_WHAT IS BEING ASKED_. Repeat each entry below exactly.

_AVAILABLE DATA_.
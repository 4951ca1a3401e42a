/*!
Decoding of kernel page descriptors (`struct page`).
*/

use crate::error::{Error, ErrorKind, ErrorOrigin, Result};
use crate::types::Pfn;

use super::layout::{uint_at, ulong_at, LayoutTable};

/// Number of descriptors read from the source in one batch.
pub const PGMM_CACHED: u64 = 512;

/// Low bit of `page.mapping` marking anonymous memory.
pub const PAGE_MAPPING_ANON: u64 = 0x1;

// bit positions used by kernels that predate the exported flag numbers
const PG_LRU_ORIGINAL: i64 = 5;
const PG_SLAB_ORIGINAL: i64 = 7;
const PG_PRIVATE_ORIGINAL: i64 = 11;
const PG_COMPOUND_ORIGINAL: i64 = 14;
const PG_SWAPCACHE_ORIGINAL: i64 = 15;

/// Page flag masks of the crashed kernel.
#[derive(Copy, Clone, Debug, PartialEq, Eq)]
pub struct PageFlagBits {
    pub lru: u64,
    pub private: u64,
    pub swapcache: u64,
    pub slab: u64,
    pub head: u64,
    pub hwpoison: Option<u64>,
    pub buddy: Option<u64>,
}

impl PageFlagBits {
    pub fn from_table(table: &LayoutTable) -> Result<Self> {
        let mask = |name: &str, bit: i64| {
            u32::try_from(bit)
                .ok()
                .and_then(|b| 1u64.checked_shl(b))
                .ok_or_else(|| {
                    Error(ErrorOrigin::Layout, ErrorKind::InvalidHeader)
                        .log_error(format!("NUMBER({})={} is not a page flag bit", name, bit))
                })
        };
        let bit = |name: &str, default: i64| mask(name, table.number(name).unwrap_or(default));
        let optional = |name: &str| table.number(name).map(|b| mask(name, b)).transpose();
        Ok(Self {
            lru: bit("PG_lru", PG_LRU_ORIGINAL)?,
            private: bit("PG_private", PG_PRIVATE_ORIGINAL)?,
            swapcache: bit("PG_swapcache", PG_SWAPCACHE_ORIGINAL)?,
            slab: bit("PG_slab", PG_SLAB_ORIGINAL)?,
            head: table
                .number("PG_head_mask")
                .map(|m| m as u64)
                .unwrap_or(1 << PG_COMPOUND_ORIGINAL),
            hwpoison: optional("PG_hwpoison")?,
            buddy: optional("PG_buddy")?,
        })
    }
}

/// How a compound destructor identifies a hugetlbfs page.
#[derive(Copy, Clone, Debug, PartialEq, Eq)]
pub enum HugetlbDtor {
    /// Destructor is a function pointer compared to `free_huge_page`.
    Symbol(u64),
    /// Destructor is an index compared to `HUGETLB_PAGE_DTOR`.
    Index(u64),
    Unknown,
}

/// Where the order and destructor of a compound page live in its first tail page.
#[derive(Copy, Clone, Debug, PartialEq, Eq)]
enum CompoundFields {
    /// Stored as `unsigned long`s in the tail page's `lru` link.
    Lru { order: usize, dtor: usize },
    /// Stored as bytes in dedicated members.
    Bytes { order: usize, dtor: usize },
}

/// Resolved `struct page` layout.
#[derive(Clone, Debug, PartialEq, Eq)]
pub struct PageLayout {
    pub size_page: u64,
    pub word_size: u64,
    off_flags: usize,
    off_count: usize,
    off_mapping: usize,
    off_mapcount: Option<usize>,
    off_private: Option<usize>,
    compound: CompoundFields,
    pub flags: PageFlagBits,
    pub hugetlb: HugetlbDtor,
}

/// The fields of one page descriptor the classifier looks at.
#[derive(Copy, Clone, Debug, Default, PartialEq, Eq)]
pub struct PageDescriptor {
    pub flags: u64,
    pub count: u32,
    pub mapping: u64,
    pub mapcount: u32,
    pub private: u64,
    pub compound_order: u32,
    pub compound_dtor: u64,
}

impl PageLayout {
    pub fn from_table(table: &LayoutTable) -> Result<Self> {
        let size_page = table.require_size("page")?;
        let off_flags = table.require_offset("page.flags")? as usize;
        let off_count = match table.offset("page._refcount") {
            Some(off) => off,
            None => table.require_offset("page._count")?,
        } as usize;
        let off_mapping = table.require_offset("page.mapping")? as usize;

        let compound = match (
            table.offset("page.compound_order"),
            table.offset("page.compound_dtor"),
        ) {
            (Some(order), Some(dtor)) => CompoundFields::Bytes {
                order: order as usize,
                dtor: dtor as usize,
            },
            _ => {
                let lru = table.require_offset("page.lru")?;
                CompoundFields::Lru {
                    order: (lru + table.require_offset("list_head.prev")?) as usize,
                    dtor: (lru + table.require_offset("list_head.next")?) as usize,
                }
            }
        };

        let hugetlb = match (table.symbol("free_huge_page"), table.number("HUGETLB_PAGE_DTOR")) {
            (Some(addr), _) => HugetlbDtor::Symbol(addr),
            (None, Some(index)) => HugetlbDtor::Index(index as u64),
            (None, None) => HugetlbDtor::Unknown,
        };

        Ok(Self {
            size_page,
            word_size: table.word_size(),
            off_flags,
            off_count,
            off_mapping,
            off_mapcount: table.offset("page._mapcount").map(|o| o as usize),
            off_private: table.offset("page.private").map(|o| o as usize),
            compound,
            flags: PageFlagBits::from_table(table)?,
            hugetlb,
        })
    }

    pub fn has_mapcount(&self) -> bool {
        self.off_mapcount.is_some()
    }

    pub fn has_private(&self) -> bool {
        self.off_private.is_some()
    }

    /// Decodes the descriptor of `pfn` from `slot`.
    ///
    /// `tail` holds the descriptor that follows in memory. It is only
    /// consulted for compound heads; pass `None` when it was not read.
    pub fn decode(&self, pfn: Pfn, slot: &[u8], tail: Option<&[u8]>) -> PageDescriptor {
        let word = self.word_size;
        let flags = ulong_at(slot, self.off_flags, word);

        let (mut compound_order, compound_dtor) = match tail {
            Some(tail) if flags & self.flags.head != 0 => match self.compound {
                CompoundFields::Lru { order, dtor } => {
                    (ulong_at(tail, order, word), ulong_at(tail, dtor, word))
                }
                CompoundFields::Bytes { order, dtor } => (tail[order] as u64, tail[dtor] as u64),
            },
            _ => (0, 0),
        };
        if !is_valid_order(pfn, compound_order, word) {
            compound_order = 0;
        }

        PageDescriptor {
            flags,
            count: uint_at(slot, self.off_count),
            mapping: ulong_at(slot, self.off_mapping, word),
            mapcount: self.off_mapcount.map(|o| uint_at(slot, o)).unwrap_or(0),
            private: self.off_private.map(|o| ulong_at(slot, o, word)).unwrap_or(0),
            compound_order: compound_order as u32,
            compound_dtor,
        }
    }

    pub fn is_lru(&self, d: &PageDescriptor) -> bool {
        d.flags & self.flags.lru != 0
    }

    pub fn is_private(&self, d: &PageDescriptor) -> bool {
        d.flags & self.flags.private != 0
    }

    pub fn is_swapcache(&self, d: &PageDescriptor) -> bool {
        d.flags & self.flags.swapcache != 0
    }

    pub fn is_slab(&self, d: &PageDescriptor) -> bool {
        d.flags & self.flags.slab != 0
    }

    pub fn is_hwpoison(&self, d: &PageDescriptor) -> bool {
        self.flags.hwpoison.map(|m| d.flags & m != 0).unwrap_or(false)
    }

    pub fn is_anon(&self, d: &PageDescriptor) -> bool {
        d.mapping & PAGE_MAPPING_ANON != 0
    }

    pub fn is_hugetlb(&self, d: &PageDescriptor) -> bool {
        match self.hugetlb {
            HugetlbDtor::Symbol(addr) => d.compound_order > 0 && d.compound_dtor == addr,
            HugetlbDtor::Index(index) => d.compound_order > 0 && d.compound_dtor == index,
            HugetlbDtor::Unknown => false,
        }
    }
}

/// A block order is usable if it fits the machine word and `pfn` is aligned to it.
pub fn is_valid_order(pfn: Pfn, order: u64, word_size: u64) -> bool {
    order < word_size * 8 && order < 64 && pfn & ((1u64 << order) - 1) == 0
}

_TASK SOLUTION_.
repository 4951ca1a3401e42a
/*!
Decoding of kernel page descriptors (`struct page`).
*/

use crate::error::{Error, ErrorKind, ErrorOrigin, Result};
use crate::types::Pfn;

use super::layout::{uint_at, ulong_at, LayoutTable};

/// Number of descriptors read from the source in one batch.
pub const PGMM_CACHED: u64 = 512;

/// Low bit of `page.mapping` marking anonymous memory.
pub const PAGE_MAPPING_ANON: u64 = 0x1;

// bit positions used by kernels that predate the exported flag numbers
const PG_LRU_ORIGINAL: i64 = 5;
const PG_SLAB_ORIGINAL: i64 = 7;
const PG_PRIVATE_ORIGINAL: i64 = 11;
const PG_COMPOUND_ORIGINAL: i64 = 14;
const PG_SWAPCACHE_ORIGINAL: i64 = 15;

/// Page flag masks of the crashed kernel.
#[derive(Copy, Clone, Debug, PartialEq, Eq)]
pub struct PageFlagBits {
    pub lru: u64,
    pub private: u64,
    pub swapcache: u64,
    pub slab: u64,
    pub head: u64,
    pub hwpoison: Option<u64>,
    pub buddy: Option<u64>,
}

impl PageFlagBits {
    pub fn from_table(table: &LayoutTable) -> Result<Self> {
        let mask = |name: &str, bit: i64| {
            u32::try_from(bit)
                .ok()
                .and_then(|b| 1u64.checked_shl(b))
                .ok_or_else(|| {
                    Error(ErrorOrigin::Layout, ErrorKind::InvalidHeader)
                        .log_error(format!("NUMBER({})={} is not a page flag bit", name, bit))
                })
        };
        let bit = |name: &str, default: i64| mask(name, table.number(name).unwrap_or(default));
        let optional = |name: &str| table.number(name).map(|b| mask(name, b)).transpose();
        Ok(Self {
            lru: bit("PG_lru", PG_LRU_ORIGINAL)?,
            private: bit("PG_private", PG_PRIVATE_ORIGINAL)?,
            swapcache: bit("PG_swapcache", PG_SWAPCACHE_ORIGINAL)?,
            slab: bit("PG_slab", PG_SLAB_ORIGINAL)?,
            head: table
                .number("PG_head_mask")
                .map(|m| m as u64)
                .unwrap_or(1 << PG_COMPOUND_ORIGINAL),
            hwpoison: optional("PG_hwpoison")?,
            buddy: optional("PG_buddy")?,
        })
    }
}

/// How a compound destructor identifies a hugetlbfs page.
#[derive(Copy, Clone, Debug, PartialEq, Eq)]
pub enum HugetlbDtor {
    /// Destructor is a function pointer compared to `free_huge_page`.
    Symbol(u64),
    /// Destructor is an index compared to `HUGETLB_PAGE_DTOR`.
    Index(u64),
    Unknown,
}

/// Where the order and destructor of a compound page live in its first tail page.
#[derive(Copy, Clone, Debug, PartialEq, Eq)]
enum CompoundFields {
    /// Stored as `unsigned long`s in the tail page's `lru` link.
    Lru { order: usize, dtor: usize },
    /// Stored as bytes in dedicated members.
    Bytes { order: usize, dtor: usize },
}

/// Resolved `struct page` layout.
#[derive(Clone, Debug, PartialEq, Eq)]
pub struct PageLayout {
    pub size_page: u64,
    pub word_size: u64,
    off_flags: usize,
    off_count: usize,
    off_mapping: usize,
    off_mapcount: Option<usize>,
    off_private: Option<usize>,
    compound: CompoundFields,
    pub flags: PageFlagBits,
    pub hugetlb: HugetlbDtor,
}

/// The fields of one page descriptor the classifier looks at.
#[derive(Copy, Clone, Debug, Default, PartialEq, Eq)]
pub struct PageDescriptor {
    pub flags: u64,
    pub count: u32,
    pub mapping: u64,
    pub mapcount: u32,
    pub private: u64,
    pub compound_order: u32,
    pub compound_dtor: u64,
}

impl PageLayout {
    pub fn from_table(table: &LayoutTable) -> Result<Self> {
        let size_page = table.require_size("page")?;
        let off_flags = table.require_offset("page.flags")? as usize;
        let off_count = match table.offset("page._refcount") {
            Some(off) => off,
            None => table.require_offset("page._count")?,
        } as usize;
        let off_mapping = table.require_offset("page.mapping")? as usize;

        let compound = match (
            table.offset("page.compound_order"),
            table.offset("page.compound_dtor"),
        ) {
            (Some(order), Some(dtor)) => CompoundFields::Bytes {
                order: order as usize,
                dtor: dtor as usize,
            },
            _ => {
                let lru = table.require_offset("page.lru")?;
                CompoundFields::Lru {
                    order: (lru + table.require_offset("list_head.prev")?) as usize,
                    dtor: (lru + table.require_offset("list_head.next")?) as usize,
                }
            }
        };

        let hugetlb = match (table.symbol("free_huge_page"), table.number("HUGETLB_PAGE_DTOR")) {
            (Some(addr), _) => HugetlbDtor::Symbol(addr),
            (None, Some(index)) => HugetlbDtor::Index(index as u64),
            (None, None) => HugetlbDtor::Unknown,
        };

        Ok(Self {
            size_page,
            word_size: table.word_size(),
            off_flags,
            off_count,
            off_mapping,
            off_mapcount: table.offset("page._mapcount").map(|o| o as usize),
            off_private: table.offset("page.private").map(|o| o as usize),
            compound,
            flags: PageFlagBits::from_table(table)?,
            hugetlb,
        })
    }

    pub fn has_mapcount(&self) -> bool {
        self.off_mapcount.is_some()
    }

    pub fn has_private(&self) -> bool {
        self.off_private.is_some()
    }

    /// Decodes the descriptor of `pfn` from `slot`.
    ///
    /// `tail` holds the descriptor that follows in memory. It is only
    /// consulted for compound heads; pass `None` when it was not read.
    pub fn decode(&self, pfn: Pfn, slot: &[u8], tail: Option<&[u8]>) -> PageDescriptor {
        let word = self.word_size;
        let flags = ulong_at(slot, self.off_flags, word);

        let (mut compound_order, compound_dtor) = match tail {
            Some(tail) if flags & self.flags.head != 0 => match self.compound {
                CompoundFields::Lru { order, dtor } => {
                    (ulong_at(tail, order, word), ulong_at(tail, dtor, word))
                }
                CompoundFields::Bytes { order, dtor } => (tail[order] as u64, tail[dtor] as u64),
            },
            _ => (0, 0),
        };
        if !is_valid_order(pfn, compound_order, word) {
            compound_order = 0;
        }

        PageDescriptor {
            flags,
            count: uint_at(slot, self.off_count),
            mapping: ulong_at(slot, self.off_mapping, word),
            mapcount: self.off_mapcount.map(|o| uint_at(slot, o)).unwrap_or(0),
            private: self.off_private.map(|o| ulong_at(slot, o, word)).unwrap_or(0),
            compound_order: compound_order as u32,
            compound_dtor,
        }
    }

    pub fn is_lru(&self, d: &PageDescriptor) -> bool {
        d.flags & self.flags.lru != 0
    }

    pub fn is_private(&self, d: &PageDescriptor) -> bool {
        d.flags & self.flags.private != 0
    }

    pub fn is_swapcache(&self, d: &PageDescriptor) -> bool {
        d.flags & self.flags.swapcache != 0
    }

    pub fn is_slab(&self, d: &PageDescriptor) -> bool {
        d.flags & self.flags.slab != 0
    }

    pub fn is_hwpoison(&self, d: &PageDescriptor) -> bool {
        self.flags.hwpoison.map(|m| d.flags & m != 0).unwrap_or(false)
    }

    pub fn is_anon(&self, d: &PageDescriptor) -> bool {
        d.mapping & PAGE_MAPPING_ANON != 0
    }

    pub fn is_hugetlb(&self, d: &PageDescriptor) -> bool {
        match self.hugetlb {
            HugetlbDtor::Symbol(addr) => d.compound_order > 0 && d.compound_dtor == addr,
            HugetlbDtor::Index(index) => d.compound_order > 0 && d.compound_dtor == index,
            HugetlbDtor::Unknown => false,
        }
    }
}

/// A block order is usable if it fits the machine word and `pfn` is aligned to it.
pub fn is_valid_order(pfn: Pfn, order: u64, word_size: u64) -> bool {
    order < word_size * 8 && order < 64 && pfn & ((1u64 << order) - 1) == 0
}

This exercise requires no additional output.